<<<<
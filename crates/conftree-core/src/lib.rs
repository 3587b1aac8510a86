//! conftree core - hierarchical, versioned configuration trees
//!
//! This crate provides:
//! - The node model (`ConfigTree` arena, `NodeKind`, lifecycle and versions)
//! - The dot-path query language with wildcards and `#`/`@`/`$` markers
//! - Scoped property resolution (closest scope wins)
//! - The `Configuration` aggregate and `TreeBuilder` for parsers
//! - Update batch validation and in-process application
//! - The error and logging facilities shared by the other conftree crates

pub mod errors;
pub mod logging_facility;
pub mod model;
pub mod path;
pub mod properties;
pub mod update;

// Re-export commonly used types
pub use errors::{ConfigError, ExError, ExErrorKind, Result};
pub use model::{
    ConfigNode, ConfigTree, Configuration, ConfigurationHeader, KeyValueKind, KeyValues,
    ListKind, ModifiedBy, NodeAliases, NodeId, NodeKind, NodeState, SyncMode, TreeBuilder,
    Version,
};
pub use path::{ConfigPath, SearchResult, SearchResultNode, SyntheticValue};
pub use properties::resolved_properties;
pub use update::{
    apply_batch, validate_batch, ApplyOutcome, EventType, EventValue, UpdateBatch, UpdateEvent,
    UpdateHeader,
};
>>>>
TASK OBJECTIVE
Print out every record again, exactly and in full.

ANSWER TO THIS EXERCISE
filename crates/conftree-core/src/lib.rs
repository 3587b1aac8510a86
//! conftree core - hierarchical, versioned configuration trees
//!
//! This crate provides:
//! - The node model (`ConfigTree` arena, `NodeKind`, lifecycle and versions)
//! - The dot-path query language with wildcards and `#`/`@`/`$` markers
//! - Scoped property resolution (closest scope wins)
//! - The `Configuration` aggregate and `TreeBuilder` for parsers
//! - Update batch validation and in-process application
//! - The error and logging facilities shared by the other conftree crates

pub mod errors;
pub mod logging_facility;
pub mod model;
pub mod path;
pub mod properties;
pub mod update;

// Re-export commonly used types
pub use errors::{ConfigError, ExError, ExErrorKind, Result};
pub use model::{
    ConfigNode, ConfigTree, Configuration, ConfigurationHeader, KeyValueKind, KeyValues,
    ListKind, ModifiedBy, NodeAliases, NodeId, NodeKind, NodeState, SyncMode, TreeBuilder,
    Version,
};
pub use path::{ConfigPath, SearchResult, SearchResultNode, SyntheticValue};
pub use properties::resolved_properties;
pub use update::{
    apply_batch, validate_batch, ApplyOutcome, EventType, EventValue, UpdateBatch, UpdateEvent,
    UpdateHeader,
};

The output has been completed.